Flexible Matching in Case-Control Studies of Gene-Environment Interactions

Catherine L. Saunders and Jennifer H. Barrett 

From the Genetic Epidemiology Division, Cancer Research UK Clinical Centre at Leeds, Leeds, United Kingdom.

Received for publication January 14, 2003; accepted for publication May 23, 2003.


    ABSTRACT
 TOP
 ABSTRACT
 INTRODUCTION
 METHODS
 RESULTS
 DISCUSSION
 APPENDIX
 REFERENCES
 
Because of the lack of power of case-control study designs to detect gene-environment interactions, flexible matching has recently been proposed as a method of improving efficiency. In this paper, the authors consider a large-sample approximation method that allows estimation of the most efficient matching strategy when genotype and exposure are either independent or associated. The authors provide tables of the sample sizes required to detect gene-environment interactions if this flexible matching strategy is followed, and they make brief comparisons with other study designs.
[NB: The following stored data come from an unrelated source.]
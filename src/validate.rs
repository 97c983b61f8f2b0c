// ===============================
// src/validate.rs
// ===============================
//
// Input checks run before any modeling or network call. Unlike a fail-fast
// guard, every violation is collected so the caller sees the whole list.
//
use ahash::AHashSet as HashSet;

use crate::domain::{OptimizeRequest, Pool, Scenario, Tenor, NO_HEDGE};
use crate::error::{OptimizerError, Result};

pub const MIN_POSITIONS: usize = 3;
pub const APR_MIN: f64 = -1.0;
pub const APR_MAX: f64 = 2.0;

fn apr_in_range(v: f64) -> bool {
    v.is_finite() && (APR_MIN..=APR_MAX).contains(&v)
}

fn non_negative(v: f64) -> bool {
    v.is_finite() && v >= 0.0
}

fn check_pool(p: &Pool, out: &mut Vec<String>) {
    let id = &p.pool_id;
    for (name, v) in [
        ("fee_apr", p.reward.fee_apr),
        ("incentive_apr", p.reward.incentive_apr),
        ("base_apr", p.reward.base_apr),
    ] {
        if !apr_in_range(v) {
            out.push(format!("pool {id}: {name}={v} outside [{APR_MIN}, {APR_MAX}]"));
        }
    }

    let fp = p.execution.failure_prob_per_rebalance;
    if !(fp.is_finite() && (0.0..=1.0).contains(&fp)) {
        out.push(format!("pool {id}: failure_prob_per_rebalance={fp} outside [0, 1]"));
    }

    for (name, v) in [
        ("il_risk_score", p.risk.il_risk_score),
        ("volatility_score", p.risk.volatility_score),
        ("liquidity_unwind_cost_usd", p.risk.liquidity_unwind_cost_usd),
        ("gas_cost_usd_per_rebalance", p.execution.gas_cost_usd_per_rebalance),
        ("slippage_bps_per_rebalance", p.execution.slippage_bps_per_rebalance),
        ("mev_risk_score", p.execution.mev_risk_score),
    ] {
        if !non_negative(v) {
            out.push(format!("pool {id}: {name}={v} must be finite and >= 0"));
        }
    }
}

/// Validate the full request; on success returns the selected scenario.
pub fn check(req: &OptimizeRequest) -> Result<&Scenario> {
    let mut out: Vec<String> = Vec::new();

    // 1) Positions
    if req.pools.len() < MIN_POSITIONS {
        out.push(format!(
            "need at least {MIN_POSITIONS} positions, got {}",
            req.pools.len()
        ));
    }
    let mut seen = HashSet::new();
    for p in &req.pools {
        if !seen.insert(p.pool_id.as_str()) {
            out.push(format!("duplicate pool_id {}", p.pool_id));
        }
        check_pool(p, &mut out);
    }

    // 2) Hedge catalog
    let cat = &req.hedges;
    if cat.hedge(NO_HEDGE).is_none() {
        out.push(format!("hedge catalog must contain the '{NO_HEDGE}' hedge type"));
    }
    let mut keys = HashSet::new();
    for h in &cat.hedge_types {
        if !keys.insert(h.key.as_str()) {
            out.push(format!("duplicate hedge type {}", h.key));
        }
        if !apr_in_range(h.cost_apr) {
            out.push(format!(
                "hedge {}: cost_apr={} outside [{APR_MIN}, {APR_MAX}]",
                h.key, h.cost_apr
            ));
        }
        if !non_negative(h.il_multiplier) {
            out.push(format!("hedge {}: il_multiplier={} must be >= 0", h.key, h.il_multiplier));
        }
    }
    let mut tenors = HashSet::new();
    for t in &cat.tenor_buckets {
        if !tenors.insert(*t) {
            out.push(format!("duplicate tenor bucket {}", t.key()));
        }
    }
    let sc = &cat.size_scaling;
    for (name, f) in [("S", sc.s), ("M", sc.m), ("L", sc.l)] {
        for (field, v) in [("cost_multiplier", f.cost_multiplier), ("benefit_multiplier", f.benefit_multiplier)] {
            if !non_negative(v) {
                out.push(format!("size_scaling {name}.{field}={v} must be >= 0"));
            }
        }
    }
    // entries for pools or hedges not in this request are inert
    for ov in &cat.pool_overrides {
        for (tenor, hedges) in &ov.tenor_overrides {
            if Tenor::parse(tenor).is_none() {
                out.push(format!("pool_overrides {}: unknown tenor '{tenor}'", ov.pool_id));
            }
            for (key, o) in hedges {
                let at = format!("pool_overrides {}/{tenor}/{key}", ov.pool_id);
                if let Some(c) = o.cost_apr.filter(|c| !apr_in_range(*c)) {
                    out.push(format!("{at}: cost_apr={c} outside [{APR_MIN}, {APR_MAX}]"));
                }
                if let Some(m) = o.il_multiplier.filter(|m| !non_negative(*m)) {
                    out.push(format!("{at}: il_multiplier={m} must be >= 0"));
                }
            }
        }
    }

    // 3) Scenarios
    for s in &req.scenarios {
        for (name, v) in s.multipliers.named() {
            if !non_negative(v) {
                out.push(format!("scenario {}: {name}={v} must be >= 0", s.scenario_id));
            }
        }
    }
    let scenario = req.scenarios.iter().find(|s| s.scenario_id == req.scenario_id);
    if scenario.is_none() {
        out.push(format!("scenario '{}' not found", req.scenario_id));
    }

    // 4) Buckets
    let size = req.selected_buckets.position_size_usd;
    if !size.is_finite() || size <= 0.0 {
        out.push(format!("position_size_usd={size} must be finite and > 0"));
    }

    match scenario {
        Some(s) if out.is_empty() => Ok(s),
        _ => Err(OptimizerError::Validation(out)),
    }
}
// SPDX-License-Identifier: GPL-3.0-or-later

use std::env::args;
use std::fmt::Write as _;
use std::fs::File;
use std::io::{self, stderr, stdout, Read, Write};
use std::process::ExitCode;

use canonfmt::lang::ast::{Ast, NodeId};
use canonfmt::lang::printer::Printer;
use canonfmt::Formatter;

/// The name of the program, used in diagnostics.
pub const PROGRAM_NAME: &str = "canonfmt";

fn main() -> ExitCode {
    let mut dump_tree = false;
    let mut path = None;

    for arg in args().skip(1) {
        if arg == "--dump-tree" {
            dump_tree = true;
        } else {
            path = Some(arg);
        }
    }

    let Some(path) = path else {
        let _ = writeln!(stderr(), "usage: {} [--dump-tree] <source-file>", PROGRAM_NAME);
        return ExitCode::FAILURE;
    };

    match run(&path, dump_tree) {
        Ok(true) => ExitCode::SUCCESS,
        Ok(false) => ExitCode::FAILURE,
        Err(err) => {
            let _ = writeln!(stderr(), "{}: {}", PROGRAM_NAME, err);
            ExitCode::FAILURE
        }
    }
}

/// Reads `path`, runs it through the formatter, and writes the four
/// stderr sections plus the canonical text on stdout. Returns `Ok(false)`
/// on a formatting diagnostic (already printed) and `Err` only for I/O
/// failure reading the source.
fn run(path: &str, dump_tree: bool) -> io::Result<bool> {
    let mut source = Vec::new();
    File::open(path)?.read_to_end(&mut source)?;

    let mut err = stderr();

    writeln!(err, "====input:====")?;
    err.write_all(&source)?;
    if !source.ends_with(b"\n") {
        writeln!(err)?;
    }

    let formatter = Formatter::new(path);

    writeln!(err, "====tokenization:====")?;
    for token in formatter.tokenize(&source) {
        writeln!(err, "{:?} {:?}", token.id, String::from_utf8_lossy(token.text(&source)))?;
    }

    writeln!(err, "====parse:====")?;
    let ast = match formatter.parse(&source) {
        Ok(ast) => ast,
        Err(diag) => {
            writeln!(err, "{}", diag)?;
            return Ok(false);
        }
    };
    if dump_tree {
        write!(err, "{}", dump_tree_text(&ast))?;
    } else {
        writeln!(err, "ok")?;
    }

    writeln!(err, "====fmt:====")?;
    let printed = match Printer::new(&source).print(&ast) {
        Ok(printed) => printed,
        Err(diag) => {
            writeln!(err, "{}", diag)?;
            ast.teardown();
            return Ok(false);
        }
    };
    ast.teardown();

    let mut out = stdout();
    out.write_all(printed.as_bytes())?;
    Ok(true)
}

/// Renders an indented pre-order dump of every node, for `--dump-tree`.
/// Walks the same [`Ast::child`] enumeration `Ast::teardown` uses, so a
/// bug in one traversal tends to surface in the other too.
fn dump_tree_text(ast: &Ast) -> String {
    let mut out = String::new();
    let mut stack: Vec<(NodeId, usize)> = vec![(ast.root(), 0)];
    let mut depth = 0usize;

    let _ = writeln!(out, "{:indent$}{:?}", "", ast.node(ast.root()).kind(), indent = depth * 2);

    while let Some(frame) = stack.last_mut() {
        let (id, next) = *frame;
        match ast.child(id, next) {
            Some(child_id) => {
                frame.1 += 1;
                depth += 1;
                let _ = writeln!(
                    out,
                    "{:indent$}{:?}",
                    "",
                    ast.node(child_id).kind(),
                    indent = depth * 2
                );
                stack.push((child_id, 0));
            }
            None => {
                stack.pop();
                depth = depth.saturating_sub(1);
            }
        }
    }

    out
}
// SPDX-License-Identifier: GPL-3.0-or-later

//! Canonical source formatter: lexer, explicit-stack parser, AST, and
//! printer for a small statically-typed systems-language subset.
//!
//! [`format_source`] is the crate's whole public contract: feed it a path
//! (used only for diagnostics) and a source buffer, get back canonical
//! text or the first [`diag::CanonError`] encountered. Everything else in
//! this crate exists to implement that one function.

pub mod diag;
pub mod driver;
pub mod lang;
pub mod util;

pub use diag::CanonError;
pub use driver::Formatter;

/// Formats `source` in its entirety.
pub fn format_source(path: impl Into<String>, source: &[u8]) -> Result<String, CanonError> {
    Formatter::new(path).format(source)
}

#[cfg(test)]
mod tests {
    use super::*;

    #[test]
    fn formats_canonical_scenario_one() {
        let out = format_source("t.zig", b"const a=1;").unwrap();
        assert_eq!(out, "const a = 1;\n");
    }

    #[test]
    fn reports_the_canonical_unexpected_token_diagnostic() {
        let err = format_source("t.zig", b"const = 1;").unwrap_err();
        assert!(format!("{}", err).contains("t.zig: 1:7: expected identifier, found '='"));
    }
}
case-control studies; epidemiologic methods; interaction; research design; statistics


    INTRODUCTION
 TOP
 ABSTRACT
 INTRODUCTION
 METHODS
 RESULTS
 DISCUSSION
 APPENDIX
 REFERENCES
 
The potential of matching strategies to improve statistical power for detection of gene-environment interactions has been debated (14). Detecting the departure from multiplicative joint effects of two risk factors for disease (as in gene-environment interaction) is important in understanding how risk factors act together in complex diseases (5) and in identifying high-risk groups.

The power of a case-control study to detect interactions is low compared with the power to detect main effects (1). This has resulted in many different designs being proposed as strategies for improving power. In addition to matching strategies, because genetic risk factors are often under study, family designs have also been considered for studies of gene-gene or gene-environment interactions (68). Unlike family studies of risk factor main effects (9), these designs have been found to have the potential to improve power to detect interactions in some situations. A design that samples only cases has also been proposed (10). The improvement in power for this design is large. However, if the risk factors under study are not independent in the population from which the cases are sampled, the false-positive rate with this design can become greatly inflated (11). Therefore, matching strategies are one of several approaches to improving the power to detect gene-environment interactions.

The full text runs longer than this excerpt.